Top of Source material
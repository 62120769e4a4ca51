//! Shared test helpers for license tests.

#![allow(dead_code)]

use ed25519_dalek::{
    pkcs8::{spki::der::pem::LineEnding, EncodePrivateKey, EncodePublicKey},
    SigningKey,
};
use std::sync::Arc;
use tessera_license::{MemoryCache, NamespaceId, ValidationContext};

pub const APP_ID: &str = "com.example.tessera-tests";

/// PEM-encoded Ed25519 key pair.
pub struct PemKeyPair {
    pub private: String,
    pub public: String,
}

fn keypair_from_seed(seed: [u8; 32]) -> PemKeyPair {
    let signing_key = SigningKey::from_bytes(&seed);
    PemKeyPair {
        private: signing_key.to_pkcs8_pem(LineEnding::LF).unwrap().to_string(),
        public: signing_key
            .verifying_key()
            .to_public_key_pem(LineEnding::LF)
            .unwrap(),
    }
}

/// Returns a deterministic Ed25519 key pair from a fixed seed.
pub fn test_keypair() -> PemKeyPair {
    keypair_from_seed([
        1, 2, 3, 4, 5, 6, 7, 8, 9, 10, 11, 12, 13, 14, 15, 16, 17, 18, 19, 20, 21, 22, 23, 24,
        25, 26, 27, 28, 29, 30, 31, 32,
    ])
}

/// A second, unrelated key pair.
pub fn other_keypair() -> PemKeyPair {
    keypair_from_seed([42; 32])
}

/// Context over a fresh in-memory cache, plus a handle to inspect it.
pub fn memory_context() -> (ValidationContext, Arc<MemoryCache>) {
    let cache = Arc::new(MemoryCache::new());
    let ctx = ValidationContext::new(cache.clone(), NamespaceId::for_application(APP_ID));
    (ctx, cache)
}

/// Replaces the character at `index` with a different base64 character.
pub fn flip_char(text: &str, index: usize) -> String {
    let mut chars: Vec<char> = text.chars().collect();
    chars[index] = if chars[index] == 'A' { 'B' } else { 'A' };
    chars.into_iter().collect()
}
Bottom of Source material
Top of Source material
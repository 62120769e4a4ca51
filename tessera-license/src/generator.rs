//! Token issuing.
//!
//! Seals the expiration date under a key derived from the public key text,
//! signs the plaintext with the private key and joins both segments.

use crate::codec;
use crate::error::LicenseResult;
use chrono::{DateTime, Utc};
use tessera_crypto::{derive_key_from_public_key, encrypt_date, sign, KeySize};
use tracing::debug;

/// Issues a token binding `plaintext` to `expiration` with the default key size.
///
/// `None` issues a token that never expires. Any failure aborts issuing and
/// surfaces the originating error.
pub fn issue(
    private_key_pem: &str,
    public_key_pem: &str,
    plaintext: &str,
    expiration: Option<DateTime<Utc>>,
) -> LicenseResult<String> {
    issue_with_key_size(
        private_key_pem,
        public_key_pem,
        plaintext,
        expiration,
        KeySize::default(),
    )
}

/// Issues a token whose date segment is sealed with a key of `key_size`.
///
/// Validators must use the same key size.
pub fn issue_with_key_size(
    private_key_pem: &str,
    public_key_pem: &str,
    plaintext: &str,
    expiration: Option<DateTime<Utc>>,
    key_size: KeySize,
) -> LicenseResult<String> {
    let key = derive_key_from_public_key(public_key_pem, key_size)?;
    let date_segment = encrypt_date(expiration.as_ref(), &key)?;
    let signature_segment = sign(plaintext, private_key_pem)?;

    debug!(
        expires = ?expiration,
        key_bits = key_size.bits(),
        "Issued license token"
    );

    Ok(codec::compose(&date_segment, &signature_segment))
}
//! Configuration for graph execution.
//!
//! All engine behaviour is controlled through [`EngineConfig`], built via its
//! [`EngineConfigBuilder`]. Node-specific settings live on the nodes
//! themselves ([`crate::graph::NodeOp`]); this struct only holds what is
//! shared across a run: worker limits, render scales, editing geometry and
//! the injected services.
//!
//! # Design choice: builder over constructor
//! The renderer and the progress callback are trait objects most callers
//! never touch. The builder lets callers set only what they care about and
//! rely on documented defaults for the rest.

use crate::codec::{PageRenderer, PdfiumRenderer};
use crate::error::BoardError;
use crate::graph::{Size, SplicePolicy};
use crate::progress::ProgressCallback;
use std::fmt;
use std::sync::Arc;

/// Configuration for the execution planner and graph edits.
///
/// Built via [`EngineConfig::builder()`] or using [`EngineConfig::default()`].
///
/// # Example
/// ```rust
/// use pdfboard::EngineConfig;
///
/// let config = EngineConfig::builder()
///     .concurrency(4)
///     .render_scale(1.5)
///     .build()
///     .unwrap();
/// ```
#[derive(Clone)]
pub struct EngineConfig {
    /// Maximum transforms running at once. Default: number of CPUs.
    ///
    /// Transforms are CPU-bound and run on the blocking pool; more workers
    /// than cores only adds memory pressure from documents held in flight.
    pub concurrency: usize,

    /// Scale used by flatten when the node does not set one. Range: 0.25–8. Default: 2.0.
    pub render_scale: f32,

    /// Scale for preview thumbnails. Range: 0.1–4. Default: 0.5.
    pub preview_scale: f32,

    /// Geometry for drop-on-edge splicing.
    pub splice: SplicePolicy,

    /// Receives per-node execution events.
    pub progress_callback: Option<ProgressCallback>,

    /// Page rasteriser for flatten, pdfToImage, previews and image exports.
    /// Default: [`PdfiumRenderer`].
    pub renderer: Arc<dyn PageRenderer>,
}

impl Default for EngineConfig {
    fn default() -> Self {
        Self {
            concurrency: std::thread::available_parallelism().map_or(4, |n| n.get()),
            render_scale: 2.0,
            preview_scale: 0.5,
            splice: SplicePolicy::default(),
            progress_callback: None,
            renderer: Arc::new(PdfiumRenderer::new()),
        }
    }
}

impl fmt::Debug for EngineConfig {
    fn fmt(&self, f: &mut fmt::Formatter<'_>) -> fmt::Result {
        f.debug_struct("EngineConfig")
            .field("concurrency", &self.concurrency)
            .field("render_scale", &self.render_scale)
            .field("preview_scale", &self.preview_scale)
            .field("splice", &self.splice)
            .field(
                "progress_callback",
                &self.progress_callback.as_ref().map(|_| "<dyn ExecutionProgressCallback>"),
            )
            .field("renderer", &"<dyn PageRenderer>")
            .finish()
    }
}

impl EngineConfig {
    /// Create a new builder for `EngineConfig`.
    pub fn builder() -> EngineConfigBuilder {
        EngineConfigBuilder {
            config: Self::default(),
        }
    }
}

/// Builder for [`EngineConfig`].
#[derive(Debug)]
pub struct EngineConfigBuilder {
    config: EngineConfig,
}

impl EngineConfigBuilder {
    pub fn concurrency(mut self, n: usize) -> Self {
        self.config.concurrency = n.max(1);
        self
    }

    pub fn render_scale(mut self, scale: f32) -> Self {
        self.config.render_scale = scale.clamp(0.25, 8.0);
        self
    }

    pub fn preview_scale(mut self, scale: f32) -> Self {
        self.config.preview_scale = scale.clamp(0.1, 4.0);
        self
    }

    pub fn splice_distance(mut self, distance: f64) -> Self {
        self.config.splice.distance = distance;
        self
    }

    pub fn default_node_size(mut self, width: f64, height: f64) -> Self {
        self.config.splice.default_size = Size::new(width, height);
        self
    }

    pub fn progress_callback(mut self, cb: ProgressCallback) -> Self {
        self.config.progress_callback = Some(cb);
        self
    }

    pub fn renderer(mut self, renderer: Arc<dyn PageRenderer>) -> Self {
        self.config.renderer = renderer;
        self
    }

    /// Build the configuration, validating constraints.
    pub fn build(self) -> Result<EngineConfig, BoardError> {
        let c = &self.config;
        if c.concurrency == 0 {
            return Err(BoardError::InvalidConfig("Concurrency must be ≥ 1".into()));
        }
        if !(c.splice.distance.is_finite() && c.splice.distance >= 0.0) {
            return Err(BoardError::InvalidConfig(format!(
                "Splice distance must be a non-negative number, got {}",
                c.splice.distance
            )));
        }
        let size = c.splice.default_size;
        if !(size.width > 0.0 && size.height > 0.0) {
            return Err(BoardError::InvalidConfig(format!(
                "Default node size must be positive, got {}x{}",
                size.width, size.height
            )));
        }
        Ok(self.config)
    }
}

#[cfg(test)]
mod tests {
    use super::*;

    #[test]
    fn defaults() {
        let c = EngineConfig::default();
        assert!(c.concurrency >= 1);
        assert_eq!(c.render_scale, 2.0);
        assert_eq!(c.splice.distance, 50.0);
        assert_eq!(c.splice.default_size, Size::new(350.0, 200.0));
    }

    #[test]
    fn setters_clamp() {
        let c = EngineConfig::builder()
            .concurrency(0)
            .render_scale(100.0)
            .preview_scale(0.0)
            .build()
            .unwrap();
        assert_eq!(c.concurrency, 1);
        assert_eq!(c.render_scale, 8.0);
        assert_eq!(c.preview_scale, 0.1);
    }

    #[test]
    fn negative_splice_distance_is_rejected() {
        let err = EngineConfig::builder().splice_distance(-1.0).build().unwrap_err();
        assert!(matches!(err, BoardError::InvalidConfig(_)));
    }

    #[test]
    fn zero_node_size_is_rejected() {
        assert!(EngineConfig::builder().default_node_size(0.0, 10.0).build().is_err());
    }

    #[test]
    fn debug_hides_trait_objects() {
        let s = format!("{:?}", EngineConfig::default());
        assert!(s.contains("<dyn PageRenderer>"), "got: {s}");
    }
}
Bottom of Source material
Top of Source material
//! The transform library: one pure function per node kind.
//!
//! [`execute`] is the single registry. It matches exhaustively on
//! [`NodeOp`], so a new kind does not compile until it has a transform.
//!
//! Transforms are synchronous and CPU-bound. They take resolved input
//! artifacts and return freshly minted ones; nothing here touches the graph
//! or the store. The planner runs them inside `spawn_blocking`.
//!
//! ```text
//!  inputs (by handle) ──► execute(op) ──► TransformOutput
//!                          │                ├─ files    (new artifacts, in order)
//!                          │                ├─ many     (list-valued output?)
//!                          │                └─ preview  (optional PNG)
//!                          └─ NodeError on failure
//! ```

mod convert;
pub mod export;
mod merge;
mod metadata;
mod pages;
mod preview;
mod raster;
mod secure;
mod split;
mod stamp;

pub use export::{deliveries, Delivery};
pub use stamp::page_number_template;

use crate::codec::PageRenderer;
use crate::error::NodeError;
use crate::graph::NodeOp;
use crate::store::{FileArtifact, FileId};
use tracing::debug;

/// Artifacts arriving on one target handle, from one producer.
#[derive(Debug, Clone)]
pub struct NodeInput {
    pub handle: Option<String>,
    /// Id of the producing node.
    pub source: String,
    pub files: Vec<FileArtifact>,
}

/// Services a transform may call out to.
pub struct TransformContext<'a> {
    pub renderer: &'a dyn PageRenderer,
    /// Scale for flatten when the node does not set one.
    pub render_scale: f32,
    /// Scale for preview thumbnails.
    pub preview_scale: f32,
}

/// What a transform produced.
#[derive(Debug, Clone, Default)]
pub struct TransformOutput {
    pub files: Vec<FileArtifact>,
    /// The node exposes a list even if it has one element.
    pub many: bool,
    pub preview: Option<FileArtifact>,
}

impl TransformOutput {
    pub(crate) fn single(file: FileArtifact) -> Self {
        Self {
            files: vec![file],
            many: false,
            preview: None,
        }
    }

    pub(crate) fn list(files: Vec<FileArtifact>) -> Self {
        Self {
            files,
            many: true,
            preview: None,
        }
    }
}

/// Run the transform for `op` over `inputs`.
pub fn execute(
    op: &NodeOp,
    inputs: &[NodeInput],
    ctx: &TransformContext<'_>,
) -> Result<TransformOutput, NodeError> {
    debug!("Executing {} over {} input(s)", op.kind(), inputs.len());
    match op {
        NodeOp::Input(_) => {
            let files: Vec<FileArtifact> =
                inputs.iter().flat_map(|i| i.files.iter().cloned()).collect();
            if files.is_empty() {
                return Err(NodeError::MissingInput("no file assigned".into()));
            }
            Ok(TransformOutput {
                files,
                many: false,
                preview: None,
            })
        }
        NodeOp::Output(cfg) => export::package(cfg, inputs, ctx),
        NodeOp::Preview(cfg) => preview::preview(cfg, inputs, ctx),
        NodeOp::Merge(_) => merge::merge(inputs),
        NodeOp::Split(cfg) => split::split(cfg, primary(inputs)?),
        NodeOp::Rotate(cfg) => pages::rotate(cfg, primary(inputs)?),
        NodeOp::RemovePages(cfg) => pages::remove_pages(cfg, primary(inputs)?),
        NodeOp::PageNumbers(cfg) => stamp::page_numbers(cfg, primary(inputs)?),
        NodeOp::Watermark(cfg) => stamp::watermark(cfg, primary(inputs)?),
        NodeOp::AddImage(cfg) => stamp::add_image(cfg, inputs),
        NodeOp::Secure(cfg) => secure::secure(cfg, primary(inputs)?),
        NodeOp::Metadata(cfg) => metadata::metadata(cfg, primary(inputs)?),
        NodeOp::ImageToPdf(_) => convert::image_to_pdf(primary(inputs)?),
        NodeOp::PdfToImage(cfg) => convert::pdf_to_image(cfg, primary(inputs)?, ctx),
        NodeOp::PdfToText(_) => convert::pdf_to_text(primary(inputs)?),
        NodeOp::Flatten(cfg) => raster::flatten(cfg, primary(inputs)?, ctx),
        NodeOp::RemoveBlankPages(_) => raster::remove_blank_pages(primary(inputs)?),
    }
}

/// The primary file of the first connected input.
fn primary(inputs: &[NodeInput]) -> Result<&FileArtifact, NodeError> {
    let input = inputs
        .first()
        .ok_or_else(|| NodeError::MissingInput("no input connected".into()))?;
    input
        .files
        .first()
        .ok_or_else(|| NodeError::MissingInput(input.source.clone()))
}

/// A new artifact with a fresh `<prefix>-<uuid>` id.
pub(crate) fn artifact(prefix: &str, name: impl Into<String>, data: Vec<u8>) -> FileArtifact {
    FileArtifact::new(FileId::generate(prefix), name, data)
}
Bottom of Source material
Only the lines that contain the string "EngineConfigBuilder" should be copied from the entries above.

> _Exercise result_
//! [`EngineConfigBuilder`]. Node-specific settings live on the nodes
    pub fn builder() -> EngineConfigBuilder {
        EngineConfigBuilder {
pub struct EngineConfigBuilder {
impl EngineConfigBuilder {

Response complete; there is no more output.